* PROMPT
Review the material line by line. Identify and copy every line that contains the string "PartialEq".
++++
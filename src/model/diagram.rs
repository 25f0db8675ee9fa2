// SPDX-FileCopyrightText: 2026 Bruno Meilick
// SPDX-License-Identifier: LicenseRef-Nereid-FreeUse-NoCopy-NoDerivatives
//
// All rights reserved.
//
// This file is part of Inf and is proprietary software.
// Unauthorized copying, modification, or distribution is prohibited.

use std::collections::BTreeMap;
use std::fmt;

use super::connection::{Connection, Group};
use super::document::{calculate_safe_next_id, DiagramDocument};
use super::ids::{ConnectionId, Id, NodeId, MAX_ID};
use super::node::Node;

pub const DEFAULT_CANVAS_WIDTH: f64 = 2000.0;
pub const DEFAULT_CANVAS_HEIGHT: f64 = 2000.0;
pub const DEFAULT_ZOOM: f64 = 1.0;

/// Canvas size and zoom applied when a document does not carry its own.
#[derive(Debug, Clone, Copy, PartialEq)]
pub struct CanvasDefaults {
    pub width: f64,
    pub height: f64,
    pub zoom: f64,
}

impl Default for CanvasDefaults {
    fn default() -> Self {
        Self {
            width: DEFAULT_CANVAS_WIDTH,
            height: DEFAULT_CANVAS_HEIGHT,
            zoom: DEFAULT_ZOOM,
        }
    }
}

#[derive(Debug, Clone, Copy, PartialEq, Eq)]
pub enum EditError {
    DuplicateNodeId(NodeId),
    MissingNode(NodeId),
    IdOutOfRange(u64),
    IdsExhausted,
}

impl fmt::Display for EditError {
    fn fmt(&self, f: &mut fmt::Formatter<'_>) -> fmt::Result {
        match self {
            Self::DuplicateNodeId(id) => write!(f, "node {id} already exists"),
            Self::MissingNode(id) => write!(f, "node {id} does not exist"),
            Self::IdOutOfRange(id) => write!(f, "id {id} is above the largest usable id {MAX_ID}"),
            Self::IdsExhausted => f.write_str("no unused ids left"),
        }
    }
}

impl std::error::Error for EditError {}

/// The diagram currently on the canvas.
///
/// `nodes` is the source of truth; `node_map` is derived from it and rebuilt whenever the node
/// sequence changes shape.
#[derive(Debug, Clone, PartialEq)]
pub struct Diagram {
    version: Option<String>,
    nodes: Vec<Node>,
    connections: Vec<Connection>,
    groups: Vec<Group>,
    next_id: u64,
    canvas_width: f64,
    canvas_height: f64,
    zoom: f64,
    node_map: BTreeMap<NodeId, usize>,
}

impl Default for Diagram {
    fn default() -> Self {
        Self::empty(CanvasDefaults::default())
    }
}

impl Diagram {
    pub fn empty(defaults: CanvasDefaults) -> Self {
        Self {
            version: None,
            nodes: Vec::new(),
            connections: Vec::new(),
            groups: Vec::new(),
            next_id: 1,
            canvas_width: defaults.width,
            canvas_height: defaults.height,
            zoom: defaults.zoom,
            node_map: BTreeMap::new(),
        }
    }

    /// Builds live state from a validated document.
    ///
    /// A stored `nextId` is kept unless it would reuse an id already present in the document.
    pub fn from_document(document: DiagramDocument, defaults: CanvasDefaults) -> Self {
        let safe_next_id = calculate_safe_next_id(&document);
        let next_id = match document.next_id {
            Some(stored) if stored >= safe_next_id => stored,
            Some(stored) => {
                tracing::warn!(
                    stored,
                    safe_next_id,
                    "stored nextId collides with existing ids; using safe value"
                );
                safe_next_id
            }
            None => safe_next_id,
        };

        let mut diagram = Self {
            version: document.version,
            nodes: document.nodes,
            connections: document.connections,
            groups: document.groups,
            next_id,
            canvas_width: document.canvas_width.unwrap_or(defaults.width),
            canvas_height: document.canvas_height.unwrap_or(defaults.height),
            zoom: document.zoom.unwrap_or(defaults.zoom),
            node_map: BTreeMap::new(),
        };
        diagram.rebuild_node_map();
        diagram
    }

    pub fn to_document(&self) -> DiagramDocument {
        DiagramDocument {
            version: self.version.clone(),
            nodes: self.nodes.clone(),
            connections: self.connections.clone(),
            groups: self.groups.clone(),
            next_id: Some(self.next_id),
            canvas_width: Some(self.canvas_width),
            canvas_height: Some(self.canvas_height),
            zoom: Some(self.zoom),
        }
    }

    pub fn nodes(&self) -> &[Node] {
        &self.nodes
    }

    pub fn connections(&self) -> &[Connection] {
        &self.connections
    }

    pub fn groups(&self) -> &[Group] {
        &self.groups
    }

    pub fn next_id(&self) -> u64 {
        self.next_id
    }

    pub fn canvas_size(&self) -> (f64, f64) {
        (self.canvas_width, self.canvas_height)
    }

    pub fn zoom(&self) -> f64 {
        self.zoom
    }

    pub fn set_zoom(&mut self, zoom: f64) {
        self.zoom = zoom;
    }

    /// Node id to index into [`Diagram::nodes`].
    pub fn node_map(&self) -> &BTreeMap<NodeId, usize> {
        &self.node_map
    }

    pub fn node(&self, node_id: NodeId) -> Option<&Node> {
        self.node_map.get(&node_id).map(|&index| &self.nodes[index])
    }

    pub fn node_mut(&mut self, node_id: NodeId) -> Option<&mut Node> {
        let index = *self.node_map.get(&node_id)?;
        self.nodes.get_mut(index)
    }

    pub fn connection(&self, connection_id: ConnectionId) -> Option<&Connection> {
        self.connections.iter().find(|c| c.id() == connection_id)
    }

    /// Hands out the next unused id.
    pub fn allocate_id<T>(&mut self) -> Result<Id<T>, EditError> {
        if self.next_id > MAX_ID {
            return Err(EditError::IdsExhausted);
        }
        let id = Id::new(self.next_id);
        self.next_id += 1;
        Ok(id)
    }

    /// Raises the id counter to at least `floor`. Nested diagrams share one id space with their
    /// parent, so entering or leaving a subgraph carries the counter across.
    pub fn reserve_ids_below(&mut self, floor: u64) {
        self.next_id = self.next_id.max(floor);
    }

    pub fn add_node(&mut self, node: Node) -> Result<(), EditError> {
        let node_id = node.id();
        check_in_range(node_id.get())?;
        if self.node_map.contains_key(&node_id) {
            return Err(EditError::DuplicateNodeId(node_id));
        }
        self.bump_next_id_past(node_id.get());
        self.node_map.insert(node_id, self.nodes.len());
        self.nodes.push(node);
        Ok(())
    }

    pub fn add_connection(&mut self, connection: Connection) -> Result<(), EditError> {
        check_in_range(connection.id().get())?;
        for endpoint in [connection.from_id(), connection.to_id()] {
            if !self.node_map.contains_key(&endpoint) {
                return Err(EditError::MissingNode(endpoint));
            }
        }
        self.bump_next_id_past(connection.id().get());
        self.connections.push(connection);
        Ok(())
    }

    pub fn add_group(&mut self, group: Group) -> Result<(), EditError> {
        check_in_range(group.id().get())?;
        if let Some(missing) = group
            .node_ids()
            .iter()
            .find(|id| !self.node_map.contains_key(id))
        {
            return Err(EditError::MissingNode(*missing));
        }
        self.bump_next_id_past(group.id().get());
        self.groups.push(group);
        Ok(())
    }

    /// Removes a node together with its connections and group memberships.
    pub fn remove_node(&mut self, node_id: NodeId) -> Option<Node> {
        let index = self.node_map.get(&node_id).copied()?;
        let node = self.nodes.remove(index);
        self.connections.retain(|connection| !connection.touches(node_id));
        for group in &mut self.groups {
            group.remove_node(node_id);
        }
        self.groups.retain(|group| !group.node_ids().is_empty());
        self.rebuild_node_map();
        Some(node)
    }

    /// `used` has passed [`check_in_range`], so `used + 1` cannot overflow.
    fn bump_next_id_past(&mut self, used: u64) {
        if used >= self.next_id {
            self.next_id = used + 1;
        }
    }

    fn rebuild_node_map(&mut self) {
        self.node_map = self
            .nodes
            .iter()
            .enumerate()
            .map(|(index, node)| (node.id(), index))
            .collect();
    }
}

fn check_in_range(id: u64) -> Result<(), EditError> {
    if id > MAX_ID {
        return Err(EditError::IdOutOfRange(id));
    }
    Ok(())
}

#[cfg(test)]
mod tests {
    use super::{CanvasDefaults, Diagram, EditError};
    use crate::model::{
        fixtures, Connection, ConnectionId, DiagramDocument, Group, GroupId, Node, NodeId, MAX_ID,
    };

    #[test]
    fn from_document_keeps_stored_next_id_and_canvas() {
        let diagram = Diagram::from_document(fixtures::three_node_chain(), CanvasDefaults::default());

        assert_eq!(diagram.next_id(), 7);
        assert_eq!(diagram.canvas_size(), (1200.0, 800.0));
        assert_eq!(diagram.zoom(), 1.5);
        assert_eq!(diagram.node_map().len(), 3);
        for (id, &index) in diagram.node_map() {
            assert_eq!(diagram.nodes()[index].id(), *id);
        }
    }

    #[test]
    fn from_document_derives_next_id_when_missing() {
        let mut document = fixtures::three_node_chain();
        document.next_id = None;
        document.canvas_width = None;
        document.canvas_height = None;
        document.zoom = None;

        let defaults = CanvasDefaults {
            width: 640.0,
            height: 480.0,
            zoom: 0.5,
        };
        let diagram = Diagram::from_document(document, defaults);

        assert_eq!(diagram.next_id(), 7);
        assert_eq!(diagram.canvas_size(), (640.0, 480.0));
        assert_eq!(diagram.zoom(), 0.5);
    }

    #[test]
    fn from_document_raises_a_stale_next_id() {
        let mut document = fixtures::three_node_chain();
        document.next_id = Some(2);

        let diagram = Diagram::from_document(document, CanvasDefaults::default());
        assert_eq!(diagram.next_id(), 7);
    }

    #[test]
    fn allocate_id_is_monotonic() {
        let mut diagram = Diagram::default();
        let a: NodeId = diagram.allocate_id().expect("id");
        let b: ConnectionId = diagram.allocate_id().expect("id");
        assert_eq!(a.get(), 1);
        assert_eq!(b.get(), 2);
        assert_eq!(diagram.next_id(), 3);
    }

    #[test]
    fn allocate_id_stops_instead_of_repeating_the_last_id() {
        let mut diagram = Diagram::default();
        diagram.reserve_ids_below(MAX_ID);

        let last: NodeId = diagram.allocate_id().expect("MAX_ID is still free");
        assert_eq!(last.get(), MAX_ID);
        assert!(diagram.next_id() > last.get());
        let exhausted: Result<NodeId, EditError> = diagram.allocate_id();
        assert_eq!(exhausted, Err(EditError::IdsExhausted));
        assert_eq!(diagram.next_id(), MAX_ID + 1);
    }

    #[test]
    fn add_rejects_ids_the_counter_cannot_pass() {
        let mut diagram = Diagram::default();
        assert_eq!(
            diagram.add_node(Node::rectangle(NodeId::new(u64::MAX), 0.0, 0.0, 10.0, 10.0)),
            Err(EditError::IdOutOfRange(u64::MAX))
        );
        assert!(diagram.nodes().is_empty());

        diagram
            .add_node(Node::rectangle(NodeId::new(MAX_ID), 0.0, 0.0, 10.0, 10.0))
            .expect("largest usable id");
        assert_eq!(diagram.next_id(), u64::MAX);
        assert_eq!(
            diagram.add_group(Group::new(GroupId::new(u64::MAX), "g", vec![NodeId::new(MAX_ID)])),
            Err(EditError::IdOutOfRange(u64::MAX))
        );
    }

    #[test]
    fn add_node_rejects_duplicates_and_keeps_next_id_ahead() {
        let mut diagram = Diagram::default();
        diagram
            .add_node(Node::rectangle(NodeId::new(10), 0.0, 0.0, 10.0, 10.0))
            .expect("add node");

        assert_eq!(diagram.next_id(), 11);
        assert_eq!(
            diagram.add_node(Node::circle(NodeId::new(10), 0.0, 0.0, 5.0)),
            Err(EditError::DuplicateNodeId(NodeId::new(10)))
        );
    }

    #[test]
    fn add_connection_requires_both_endpoints() {
        let mut diagram = Diagram::default();
        diagram
            .add_node(Node::rectangle(NodeId::new(1), 0.0, 0.0, 10.0, 10.0))
            .expect("add node");

        let result = diagram.add_connection(Connection::new(
            ConnectionId::new(2),
            NodeId::new(1),
            NodeId::new(9),
        ));
        assert_eq!(result, Err(EditError::MissingNode(NodeId::new(9))));
        assert!(diagram.connections().is_empty());
    }

    #[test]
    fn remove_node_cascades_and_rebuilds_node_map() {
        let mut diagram = Diagram::from_document(fixtures::three_node_chain(), CanvasDefaults::default());

        let removed = diagram.remove_node(NodeId::new(2)).expect("node 2 exists");
        assert_eq!(removed.text(), "Server");
        assert!(diagram.connections().is_empty());
        assert_eq!(diagram.groups()[0].node_ids(), &[NodeId::new(1)]);
        assert_eq!(diagram.node_map().len(), 2);
        assert_eq!(diagram.node(NodeId::new(3)).map(Node::text), Some("DB"));
        assert!(diagram.node(NodeId::new(2)).is_none());
    }

    #[test]
    fn to_document_round_trips_live_state() {
        let diagram = Diagram::from_document(fixtures::three_node_chain(), CanvasDefaults::default());
        let document: DiagramDocument = diagram.to_document();
        assert_eq!(document, fixtures::three_node_chain());
    }
}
++++
* REPLY TO THE TASK
#[derive(Debug, Clone, Copy, PartialEq)]
#[derive(Debug, Clone, Copy, PartialEq, Eq)]
#[derive(Debug, Clone, PartialEq)]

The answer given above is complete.